*** AVAILABLE DATA ***
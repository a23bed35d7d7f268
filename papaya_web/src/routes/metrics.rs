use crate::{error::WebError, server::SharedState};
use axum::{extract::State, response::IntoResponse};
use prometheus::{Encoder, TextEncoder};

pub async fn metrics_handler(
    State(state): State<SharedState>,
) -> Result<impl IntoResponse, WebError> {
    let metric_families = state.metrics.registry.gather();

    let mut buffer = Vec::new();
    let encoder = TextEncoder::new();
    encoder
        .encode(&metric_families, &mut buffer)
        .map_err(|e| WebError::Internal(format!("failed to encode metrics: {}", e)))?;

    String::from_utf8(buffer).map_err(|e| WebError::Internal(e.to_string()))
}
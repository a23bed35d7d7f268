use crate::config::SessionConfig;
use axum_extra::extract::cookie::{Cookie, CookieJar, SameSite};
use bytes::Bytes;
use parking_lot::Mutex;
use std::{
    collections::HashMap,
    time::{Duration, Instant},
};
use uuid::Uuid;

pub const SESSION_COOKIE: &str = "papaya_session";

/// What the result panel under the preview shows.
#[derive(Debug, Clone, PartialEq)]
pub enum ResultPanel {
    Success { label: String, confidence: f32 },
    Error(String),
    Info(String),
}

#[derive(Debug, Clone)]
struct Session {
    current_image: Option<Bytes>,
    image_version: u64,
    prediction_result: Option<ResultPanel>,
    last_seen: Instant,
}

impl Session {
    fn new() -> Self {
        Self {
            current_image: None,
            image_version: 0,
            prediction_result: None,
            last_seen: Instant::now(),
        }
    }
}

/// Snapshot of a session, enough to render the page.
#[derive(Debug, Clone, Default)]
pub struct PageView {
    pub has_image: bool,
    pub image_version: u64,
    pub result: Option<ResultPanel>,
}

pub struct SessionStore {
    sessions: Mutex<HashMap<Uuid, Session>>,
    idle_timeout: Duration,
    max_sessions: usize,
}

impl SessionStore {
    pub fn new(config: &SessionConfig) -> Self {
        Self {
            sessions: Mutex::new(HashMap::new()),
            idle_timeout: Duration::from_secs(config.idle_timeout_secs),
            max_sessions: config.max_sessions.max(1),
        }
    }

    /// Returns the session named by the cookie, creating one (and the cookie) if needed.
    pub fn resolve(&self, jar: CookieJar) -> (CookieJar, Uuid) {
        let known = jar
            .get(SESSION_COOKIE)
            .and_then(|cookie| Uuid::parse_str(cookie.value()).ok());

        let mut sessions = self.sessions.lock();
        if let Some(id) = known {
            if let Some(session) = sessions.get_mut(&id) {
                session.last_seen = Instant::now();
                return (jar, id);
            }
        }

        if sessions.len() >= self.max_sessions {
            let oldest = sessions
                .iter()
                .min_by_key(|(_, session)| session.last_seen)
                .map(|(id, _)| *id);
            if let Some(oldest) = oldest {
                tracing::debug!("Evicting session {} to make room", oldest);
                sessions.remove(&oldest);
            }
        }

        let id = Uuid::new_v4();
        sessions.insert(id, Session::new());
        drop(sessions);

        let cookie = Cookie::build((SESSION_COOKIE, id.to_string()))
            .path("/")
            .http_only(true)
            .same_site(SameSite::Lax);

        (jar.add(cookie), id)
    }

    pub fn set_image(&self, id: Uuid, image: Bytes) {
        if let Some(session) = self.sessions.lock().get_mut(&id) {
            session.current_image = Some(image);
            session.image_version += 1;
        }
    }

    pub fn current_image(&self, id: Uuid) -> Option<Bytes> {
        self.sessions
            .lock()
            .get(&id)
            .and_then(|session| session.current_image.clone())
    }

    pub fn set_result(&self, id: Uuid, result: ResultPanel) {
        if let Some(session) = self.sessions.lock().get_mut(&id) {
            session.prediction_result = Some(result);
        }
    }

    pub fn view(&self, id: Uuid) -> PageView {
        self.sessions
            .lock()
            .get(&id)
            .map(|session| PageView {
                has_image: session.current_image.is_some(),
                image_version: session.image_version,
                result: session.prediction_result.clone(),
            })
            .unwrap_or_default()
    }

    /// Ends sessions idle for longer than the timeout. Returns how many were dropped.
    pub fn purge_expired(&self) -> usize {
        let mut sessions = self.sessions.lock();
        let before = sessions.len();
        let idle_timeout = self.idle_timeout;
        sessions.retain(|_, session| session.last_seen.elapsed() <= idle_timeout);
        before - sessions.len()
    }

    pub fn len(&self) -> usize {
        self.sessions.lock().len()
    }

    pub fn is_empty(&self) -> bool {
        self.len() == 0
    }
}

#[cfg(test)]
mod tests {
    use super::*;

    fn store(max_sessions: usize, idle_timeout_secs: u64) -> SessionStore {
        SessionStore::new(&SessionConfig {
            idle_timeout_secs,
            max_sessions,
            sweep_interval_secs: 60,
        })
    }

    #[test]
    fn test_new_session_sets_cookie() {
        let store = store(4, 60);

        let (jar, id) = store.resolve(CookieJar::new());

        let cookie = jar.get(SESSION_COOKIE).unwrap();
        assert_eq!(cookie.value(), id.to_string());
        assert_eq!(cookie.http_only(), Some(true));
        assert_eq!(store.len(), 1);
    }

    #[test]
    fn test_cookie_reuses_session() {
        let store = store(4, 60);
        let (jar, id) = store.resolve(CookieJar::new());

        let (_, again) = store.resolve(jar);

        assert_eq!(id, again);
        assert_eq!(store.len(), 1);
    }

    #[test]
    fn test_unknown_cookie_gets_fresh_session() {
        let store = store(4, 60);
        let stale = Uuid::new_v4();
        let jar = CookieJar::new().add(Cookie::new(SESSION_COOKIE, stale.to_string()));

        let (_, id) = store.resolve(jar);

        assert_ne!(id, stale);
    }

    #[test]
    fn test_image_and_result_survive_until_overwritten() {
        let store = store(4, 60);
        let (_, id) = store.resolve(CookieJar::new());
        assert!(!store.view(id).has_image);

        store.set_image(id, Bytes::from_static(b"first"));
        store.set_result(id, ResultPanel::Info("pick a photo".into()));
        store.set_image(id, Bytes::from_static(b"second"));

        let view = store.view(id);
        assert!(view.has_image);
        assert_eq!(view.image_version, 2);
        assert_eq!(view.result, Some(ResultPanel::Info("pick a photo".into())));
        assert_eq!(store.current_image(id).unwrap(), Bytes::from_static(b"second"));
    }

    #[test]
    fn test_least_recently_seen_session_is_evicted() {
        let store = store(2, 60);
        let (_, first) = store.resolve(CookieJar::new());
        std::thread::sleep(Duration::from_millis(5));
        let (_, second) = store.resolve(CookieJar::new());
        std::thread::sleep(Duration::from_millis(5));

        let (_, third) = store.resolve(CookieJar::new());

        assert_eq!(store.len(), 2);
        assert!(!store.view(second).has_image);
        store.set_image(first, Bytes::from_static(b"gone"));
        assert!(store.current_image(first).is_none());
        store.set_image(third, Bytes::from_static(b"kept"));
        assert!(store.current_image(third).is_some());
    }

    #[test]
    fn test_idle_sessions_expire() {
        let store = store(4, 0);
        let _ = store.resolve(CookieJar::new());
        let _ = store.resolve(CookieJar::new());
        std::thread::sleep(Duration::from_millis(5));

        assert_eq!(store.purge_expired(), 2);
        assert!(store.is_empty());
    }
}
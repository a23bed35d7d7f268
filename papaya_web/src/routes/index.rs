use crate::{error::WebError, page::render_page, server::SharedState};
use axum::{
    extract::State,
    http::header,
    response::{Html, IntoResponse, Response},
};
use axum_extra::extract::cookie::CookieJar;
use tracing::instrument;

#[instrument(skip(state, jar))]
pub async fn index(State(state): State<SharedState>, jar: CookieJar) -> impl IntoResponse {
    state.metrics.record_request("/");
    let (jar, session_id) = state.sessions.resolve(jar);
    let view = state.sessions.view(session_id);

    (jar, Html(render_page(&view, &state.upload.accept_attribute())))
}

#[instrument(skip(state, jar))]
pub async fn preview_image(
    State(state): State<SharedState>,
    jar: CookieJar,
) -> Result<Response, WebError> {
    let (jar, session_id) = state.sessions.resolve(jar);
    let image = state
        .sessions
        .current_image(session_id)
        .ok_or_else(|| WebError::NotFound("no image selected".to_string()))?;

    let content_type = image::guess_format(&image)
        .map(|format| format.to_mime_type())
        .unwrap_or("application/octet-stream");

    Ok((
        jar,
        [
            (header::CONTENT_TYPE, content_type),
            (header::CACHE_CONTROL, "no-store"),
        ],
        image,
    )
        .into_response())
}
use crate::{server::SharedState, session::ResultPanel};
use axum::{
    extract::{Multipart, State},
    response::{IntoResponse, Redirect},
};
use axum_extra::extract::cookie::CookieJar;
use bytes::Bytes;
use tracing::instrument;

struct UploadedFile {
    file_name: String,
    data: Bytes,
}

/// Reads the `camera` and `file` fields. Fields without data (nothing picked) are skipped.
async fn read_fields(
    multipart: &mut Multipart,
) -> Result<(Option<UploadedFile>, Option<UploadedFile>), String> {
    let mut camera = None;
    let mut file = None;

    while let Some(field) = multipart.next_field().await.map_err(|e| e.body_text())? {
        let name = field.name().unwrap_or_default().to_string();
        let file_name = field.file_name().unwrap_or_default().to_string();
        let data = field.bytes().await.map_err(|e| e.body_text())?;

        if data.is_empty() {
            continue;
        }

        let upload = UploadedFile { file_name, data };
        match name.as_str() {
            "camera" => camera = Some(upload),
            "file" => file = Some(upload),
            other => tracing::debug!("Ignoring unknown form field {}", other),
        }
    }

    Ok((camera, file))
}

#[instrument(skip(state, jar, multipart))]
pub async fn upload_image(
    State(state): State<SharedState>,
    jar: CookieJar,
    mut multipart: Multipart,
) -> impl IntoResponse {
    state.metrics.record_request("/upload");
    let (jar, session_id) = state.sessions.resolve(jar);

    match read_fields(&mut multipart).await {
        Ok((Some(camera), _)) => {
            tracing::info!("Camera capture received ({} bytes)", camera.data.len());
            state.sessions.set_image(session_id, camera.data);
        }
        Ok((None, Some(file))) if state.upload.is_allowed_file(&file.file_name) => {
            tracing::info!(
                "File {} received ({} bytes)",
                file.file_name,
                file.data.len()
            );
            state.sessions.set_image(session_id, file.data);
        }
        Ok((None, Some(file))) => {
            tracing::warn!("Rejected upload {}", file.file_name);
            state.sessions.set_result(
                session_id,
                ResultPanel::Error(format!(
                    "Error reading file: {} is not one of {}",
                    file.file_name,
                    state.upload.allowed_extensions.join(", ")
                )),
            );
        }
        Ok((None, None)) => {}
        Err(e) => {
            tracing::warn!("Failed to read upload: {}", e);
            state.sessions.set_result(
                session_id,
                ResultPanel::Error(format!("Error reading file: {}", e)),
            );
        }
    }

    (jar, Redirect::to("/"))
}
***
◆ HOW TO COMPLETE THIS TASK
Sift the material for lines with the string "third". Copy each one found.

◆ SOLUTION
        let (_, third) = store.resolve(CookieJar::new());
        store.set_image(third, Bytes::from_static(b"kept"));
        assert!(store.current_image(third).is_some());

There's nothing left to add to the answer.